Pour moi le travail d’une de mes filles membre de l’Opus Dei, qui est employée de maison, est de la même importance que le travail d’une de mes filles qui porte un titre nobiliaire. Dans les deux cas, la seule chose qui m’intéresse, c’est que le travail qu’elles effectuent soit un moyen et une occasion de sanctification pour elles-mêmes et pour les autres ; et le travail le plus important sera celui de la personne qui, dans sa propre occupation, et dans son propre état, devient plus sainte et accomplit avec le plus d’amour la mission reçue de Dieu.

Devant Dieu, le professeur d’université a la même importance que le commis de magasin, ou la secrétaire, ou l’ouvrière ou la paysanne : toutes les âmes sont égales. On pourrait même dire que parfois l’âme des êtres les plus simples est plus belle encore, et que celles qui traitent Dieu le Père, Dieu le Fils et Dieu le Saint-Esprit avec le plus d’intimité sont toujours plus agréables à Dieu.
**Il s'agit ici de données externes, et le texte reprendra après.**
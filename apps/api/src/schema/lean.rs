//! Lean schemas: the reduced shapes the text-generation service is asked to fill.
//!
//! Generated content never carries ids, visibility flags or layout; those are
//! assigned here when a lean fragment is turned into a partial document.
//! The JSON Schema sent alongside each prompt is derived from these types, and
//! the same types validate what comes back.

use schemars::JsonSchema;
use serde::{Deserialize, Serialize};
use uuid::Uuid;

use crate::schema::merge::{
    PartialBasics, PartialSection, PartialSections, PartialSummarySection, PartialUrl,
};
use crate::schema::{Award, Certification, Education, Experience, Language, Project, Skill, Url};

/// Contact and headline fields of a generated resume.
#[derive(Debug, Clone, PartialEq, Eq, Serialize, Deserialize, JsonSchema)]
#[serde(deny_unknown_fields)]
pub struct LeanBasics {
    pub name: String,
    /// One-line professional headline tailored to the target role.
    pub headline: String,
    pub email: String,
    pub phone: String,
    pub location: String,
    /// Personal website or portfolio. Empty strings when unknown.
    pub url: Url,
}

/// Content sections of a generated resume.
#[derive(Debug, Clone, PartialEq, Eq, Serialize, Deserialize, JsonSchema)]
#[serde(deny_unknown_fields)]
pub struct LeanSections {
    /// Short professional summary in plain text or markdown.
    pub summary: String,
    pub experience: Vec<LeanExperience>,
    pub education: Vec<LeanEducation>,
    pub skills: Vec<LeanSkill>,
    pub projects: Vec<LeanProject>,
    pub languages: Vec<LeanLanguage>,
    pub certifications: Vec<LeanCertification>,
    pub awards: Vec<LeanAward>,
}

#[derive(Debug, Clone, PartialEq, Eq, Serialize, Deserialize, JsonSchema)]
#[serde(deny_unknown_fields)]
pub struct LeanExperience {
    pub company: String,
    pub position: String,
    pub location: String,
    /// Free-form date range, e.g. "Jan 2021 - Present".
    pub date: String,
    /// Responsibilities and impact, markdown bullet list allowed.
    pub summary: String,
    /// Absolute http(s) URL or empty string.
    pub url: String,
}

#[derive(Debug, Clone, PartialEq, Eq, Serialize, Deserialize, JsonSchema)]
#[serde(deny_unknown_fields)]
pub struct LeanEducation {
    pub institution: String,
    /// Degree type, e.g. "Bachelor of Science".
    pub study_type: String,
    /// Field of study.
    pub area: String,
    pub score: String,
    pub date: String,
    pub summary: String,
    pub courses: Vec<String>,
}

#[derive(Debug, Clone, PartialEq, Eq, Serialize, Deserialize, JsonSchema)]
#[serde(deny_unknown_fields)]
pub struct LeanSkill {
    pub name: String,
    pub description: String,
    /// Proficiency from 0 (unrated) to 5 (expert).
    pub level: u8,
    pub keywords: Vec<String>,
}

#[derive(Debug, Clone, PartialEq, Eq, Serialize, Deserialize, JsonSchema)]
#[serde(deny_unknown_fields)]
pub struct LeanProject {
    pub name: String,
    pub description: String,
    pub date: String,
    pub summary: String,
    pub keywords: Vec<String>,
    /// Absolute http(s) URL or empty string.
    pub url: String,
}

#[derive(Debug, Clone, PartialEq, Eq, Serialize, Deserialize, JsonSchema)]
#[serde(deny_unknown_fields)]
pub struct LeanLanguage {
    pub name: String,
    pub description: String,
    /// Proficiency from 0 (unrated) to 5 (native).
    pub level: u8,
}

#[derive(Debug, Clone, PartialEq, Eq, Serialize, Deserialize, JsonSchema)]
#[serde(deny_unknown_fields)]
pub struct LeanCertification {
    pub name: String,
    pub issuer: String,
    pub date: String,
    pub summary: String,
    /// Absolute http(s) URL or empty string.
    pub url: String,
}

#[derive(Debug, Clone, PartialEq, Eq, Serialize, Deserialize, JsonSchema)]
#[serde(deny_unknown_fields)]
pub struct LeanAward {
    pub title: String,
    pub awarder: String,
    pub date: String,
    pub summary: String,
}

fn new_item_id() -> String {
    Uuid::new_v4().simple().to_string()
}

fn link(href: String) -> Url {
    Url {
        label: String::new(),
        href,
    }
}

impl From<LeanBasics> for PartialBasics {
    fn from(lean: LeanBasics) -> Self {
        Self {
            name: Some(lean.name),
            headline: Some(lean.headline),
            email: Some(lean.email),
            phone: Some(lean.phone),
            location: Some(lean.location),
            url: Some(PartialUrl {
                label: Some(lean.url.label),
                href: Some(lean.url.href),
            }),
            custom_fields: None,
            picture: None,
        }
    }
}

impl From<LeanSections> for PartialSections {
    fn from(lean: LeanSections) -> Self {
        let experience = lean
            .experience
            .into_iter()
            .map(|e| Experience {
                id: new_item_id(),
                visible: true,
                company: e.company,
                position: e.position,
                location: e.location,
                date: e.date,
                summary: e.summary,
                url: link(e.url),
            })
            .collect();

        let education = lean
            .education
            .into_iter()
            .map(|e| Education {
                id: new_item_id(),
                visible: true,
                institution: e.institution,
                study_type: e.study_type,
                area: e.area,
                score: e.score,
                date: e.date,
                summary: e.summary,
                courses: e.courses,
                url: Url::default(),
            })
            .collect();

        let skills = lean
            .skills
            .into_iter()
            .map(|s| Skill {
                id: new_item_id(),
                visible: true,
                name: s.name,
                description: s.description,
                level: s.level,
                keywords: s.keywords,
            })
            .collect();

        let projects = lean
            .projects
            .into_iter()
            .map(|p| Project {
                id: new_item_id(),
                visible: true,
                name: p.name,
                description: p.description,
                date: p.date,
                summary: p.summary,
                keywords: p.keywords,
                url: link(p.url),
            })
            .collect();

        let languages = lean
            .languages
            .into_iter()
            .map(|l| Language {
                id: new_item_id(),
                visible: true,
                name: l.name,
                description: l.description,
                level: l.level,
            })
            .collect();

        let certifications = lean
            .certifications
            .into_iter()
            .map(|c| Certification {
                id: new_item_id(),
                visible: true,
                name: c.name,
                issuer: c.issuer,
                date: c.date,
                summary: c.summary,
                url: link(c.url),
            })
            .collect();

        let awards = lean
            .awards
            .into_iter()
            .map(|a| Award {
                id: new_item_id(),
                visible: true,
                title: a.title,
                awarder: a.awarder,
                date: a.date,
                summary: a.summary,
                url: Url::default(),
            })
            .collect();

        Self {
            summary: Some(PartialSummarySection {
                content: Some(lean.summary),
                ..Default::default()
            }),
            experience: Some(PartialSection::items(experience)),
            education: Some(PartialSection::items(education)),
            skills: Some(PartialSection::items(skills)),
            projects: Some(PartialSection::items(projects)),
            languages: Some(PartialSection::items(languages)),
            awards: Some(PartialSection::items(awards)),
            certifications: Some(PartialSection::items(certifications)),
            profiles: None,
            interests: None,
        }
    }
}
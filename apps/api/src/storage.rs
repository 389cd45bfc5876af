//! Stored render artifacts (PDFs and preview images) in S3 / MinIO.

use async_trait::async_trait;
use aws_sdk_s3::Client as S3Client;
use tracing::debug;
use uuid::Uuid;

#[cfg(test)]
use mockall::automock;

use crate::errors::AppError;

/// Kinds of artifact stored per resume.
#[derive(Debug, Clone, Copy, PartialEq, Eq)]
pub enum ArtifactCategory {
    Resumes,
    Previews,
}

impl ArtifactCategory {
    pub fn as_str(&self) -> &'static str {
        match self {
            ArtifactCategory::Resumes => "resumes",
            ArtifactCategory::Previews => "previews",
        }
    }

    fn extension(&self) -> &'static str {
        match self {
            ArtifactCategory::Resumes => "pdf",
            ArtifactCategory::Previews => "jpg",
        }
    }
}

/// Object key of an artifact: `<user>/<category>/<resume>.<ext>`.
pub fn artifact_key(user_id: Uuid, category: ArtifactCategory, resume_id: Uuid) -> String {
    format!(
        "{user_id}/{}/{resume_id}.{}",
        category.as_str(),
        category.extension()
    )
}

#[cfg_attr(test, automock)]
#[async_trait]
pub trait ArtifactStorage: Send + Sync {
    /// Deleting an artifact that was never stored succeeds.
    async fn delete_object(
        &self,
        user_id: Uuid,
        category: ArtifactCategory,
        resume_id: Uuid,
    ) -> Result<(), AppError>;
}

#[derive(Clone)]
pub struct S3ArtifactStorage {
    client: S3Client,
    bucket: String,
}

impl S3ArtifactStorage {
    pub fn new(client: S3Client, bucket: String) -> Self {
        Self { client, bucket }
    }
}

#[async_trait]
impl ArtifactStorage for S3ArtifactStorage {
    async fn delete_object(
        &self,
        user_id: Uuid,
        category: ArtifactCategory,
        resume_id: Uuid,
    ) -> Result<(), AppError> {
        let key = artifact_key(user_id, category, resume_id);

        self.client
            .delete_object()
            .bucket(&self.bucket)
            .key(&key)
            .send()
            .await
            .map_err(|e| AppError::Storage(format!("S3 delete of {key} failed: {e}")))?;

        debug!("Deleted s3://{}/{}", self.bucket, key);
        Ok(())
    }
}
use axum::{
    http::StatusCode,
    response::{IntoResponse, Response},
    Json,
};
use serde_json::json;
use thiserror::Error;

use crate::schema::SchemaError;

/// Application-level error type.
/// Implements `IntoResponse` so Axum handlers can return `Result<T, AppError>`.
#[derive(Debug, Error)]
pub enum AppError {
    #[error("Not found: {0}")]
    NotFound(String),

    #[error("Resume is locked: {0}")]
    Locked(String),

    #[error("Conflict: {0}")]
    Conflict(String),

    #[error("Validation error: {0}")]
    Validation(String),

    #[error("Generation error: {0}")]
    Generation(String),

    #[error("Database error: {0}")]
    Database(#[from] sqlx::Error),

    #[error("Storage error: {0}")]
    Storage(String),

    #[error("Printer error: {0}")]
    Printer(String),

    #[error("Profile enrichment error: {0}")]
    Enrichment(String),

    #[error("Internal server error: {0}")]
    Internal(#[from] anyhow::Error),

    #[error("Not implemented")]
    NotImplemented,
}

impl From<SchemaError> for AppError {
    fn from(err: SchemaError) -> Self {
        AppError::Validation(err.to_string())
    }
}

impl IntoResponse for AppError {
    fn into_response(self) -> Response {
        let (status, code, message) = match &self {
            AppError::NotFound(msg) => (StatusCode::NOT_FOUND, "NOT_FOUND", msg.clone()),
            AppError::Locked(msg) => (StatusCode::LOCKED, "RESUME_LOCKED", msg.clone()),
            AppError::Conflict(msg) => (StatusCode::CONFLICT, "CONFLICT", msg.clone()),
            AppError::Validation(msg) => (StatusCode::BAD_REQUEST, "VALIDATION_ERROR", msg.clone()),
            AppError::Generation(msg) => {
                tracing::warn!("Generation error: {msg}");
                (StatusCode::BAD_GATEWAY, "GENERATION_ERROR", msg.clone())
            }
            AppError::Database(e) => {
                tracing::error!("Database error: {e}");
                (
                    StatusCode::INTERNAL_SERVER_ERROR,
                    "DATABASE_ERROR",
                    "A database error occurred".to_string(),
                )
            }
            AppError::Storage(msg) => {
                tracing::error!("Storage error: {msg}");
                (
                    StatusCode::INTERNAL_SERVER_ERROR,
                    "STORAGE_ERROR",
                    "A storage error occurred".to_string(),
                )
            }
            AppError::Printer(msg) => {
                tracing::error!("Printer error: {msg}");
                (
                    StatusCode::BAD_GATEWAY,
                    "PRINTER_ERROR",
                    "The resume could not be rendered".to_string(),
                )
            }
            AppError::Enrichment(msg) => {
                tracing::error!("Profile enrichment error: {msg}");
                (
                    StatusCode::BAD_GATEWAY,
                    "ENRICHMENT_ERROR",
                    "The profile could not be fetched".to_string(),
                )
            }
            AppError::Internal(e) => {
                tracing::error!("Internal error: {e:?}");
                (
                    StatusCode::INTERNAL_SERVER_ERROR,
                    "INTERNAL_ERROR",
                    "An internal server error occurred".to_string(),
                )
            }
            AppError::NotImplemented => (
                StatusCode::NOT_IMPLEMENTED,
                "NOT_IMPLEMENTED",
                "This endpoint is not available".to_string(),
            ),
        };

        let body = Json(json!({
            "error": {
                "code": code,
                "message": message
            }
        }));

        (status, body).into_response()
    }
}
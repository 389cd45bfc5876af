use std::fmt;
use std::str::FromStr;

use chrono::{DateTime, Utc};
use serde::{Deserialize, Serialize};
use sqlx::types::Json;
use sqlx::FromRow;
use uuid::Uuid;

use crate::errors::AppError;
use crate::schema::ResumeData;

/// Who may read a resume. Writes are always restricted to the owner.
#[derive(Debug, Clone, Copy, PartialEq, Eq, Default, Serialize, Deserialize)]
#[serde(rename_all = "lowercase")]
pub enum Visibility {
    #[default]
    Private,
    Public,
}

impl Visibility {
    pub fn as_str(&self) -> &'static str {
        match self {
            Visibility::Private => "private",
            Visibility::Public => "public",
        }
    }
}

impl fmt::Display for Visibility {
    fn fmt(&self, f: &mut fmt::Formatter<'_>) -> fmt::Result {
        f.write_str(self.as_str())
    }
}

impl FromStr for Visibility {
    type Err = AppError;

    fn from_str(s: &str) -> Result<Self, Self::Err> {
        match s {
            "private" => Ok(Visibility::Private),
            "public" => Ok(Visibility::Public),
            other => Err(AppError::Validation(format!("Unknown visibility '{other}'"))),
        }
    }
}

/// A stored resume document.
#[derive(Debug, Clone, PartialEq, Serialize)]
pub struct Resume {
    pub id: Uuid,
    pub user_id: Uuid,
    pub title: String,
    pub slug: String,
    pub visibility: Visibility,
    pub locked: bool,
    pub data: ResumeData,
    pub created_at: DateTime<Utc>,
    pub updated_at: DateTime<Utc>,
}

/// Raw `resumes` row as stored in PostgreSQL.
#[derive(Debug, Clone, FromRow)]
pub struct ResumeRow {
    pub id: Uuid,
    pub user_id: Uuid,
    pub title: String,
    pub slug: String,
    pub visibility: String,
    pub locked: bool,
    pub data: Json<ResumeData>,
    pub created_at: DateTime<Utc>,
    pub updated_at: DateTime<Utc>,
}

impl TryFrom<ResumeRow> for Resume {
    type Error = AppError;

    fn try_from(row: ResumeRow) -> Result<Self, Self::Error> {
        let visibility = row.visibility.parse().map_err(|_| {
            AppError::Internal(anyhow::anyhow!(
                "Resume {} has corrupt visibility '{}'",
                row.id,
                row.visibility
            ))
        })?;

        Ok(Resume {
            id: row.id,
            user_id: row.user_id,
            title: row.title,
            slug: row.slug,
            visibility,
            locked: row.locked,
            data: row.data.0,
            created_at: row.created_at,
            updated_at: row.updated_at,
        })
    }
}

/// View and download counters for one resume.
#[derive(Debug, Clone, Copy, PartialEq, Eq, Default, Serialize, Deserialize)]
pub struct ResumeStatistics {
    pub views: u64,
    pub downloads: u64,
}

#[derive(Debug, Clone, FromRow)]
pub struct StatisticsRow {
    pub views: i64,
    pub downloads: i64,
}

impl From<StatisticsRow> for ResumeStatistics {
    fn from(row: StatisticsRow) -> Self {
        // Counters only ever grow from zero
        Self {
            views: row.views.max(0) as u64,
            downloads: row.downloads.max(0) as u64,
        }
    }
}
Cette école qui s’est ouverte à Madrid, peut faire beaucoup de bien, c’est une aide authentique et efficace à la société dans une de ses tâches importantes. C’est une œuvre chrétienne au sein du foyer ; elle portera dans les maisons, joie, paix, compréhension. Je parlerais pendant des heures de cette question, mais ce que j’ai dit, suffit pour faire voir que je considère le travail du foyer comme un métier d’une importance très particulière, car on peut faire, grâce à lui, beaucoup de bien ou beaucoup de mal au sein même de la famille. Souhaitons que ce soit beaucoup de bien : il ne manquera certes pas de personnes, douées de qualités humaines, de compétence, de zèle apostolique, pour faire de cette profession un travail joyeux, d’une efficacité immense pour beaucoup de foyers dans le monde.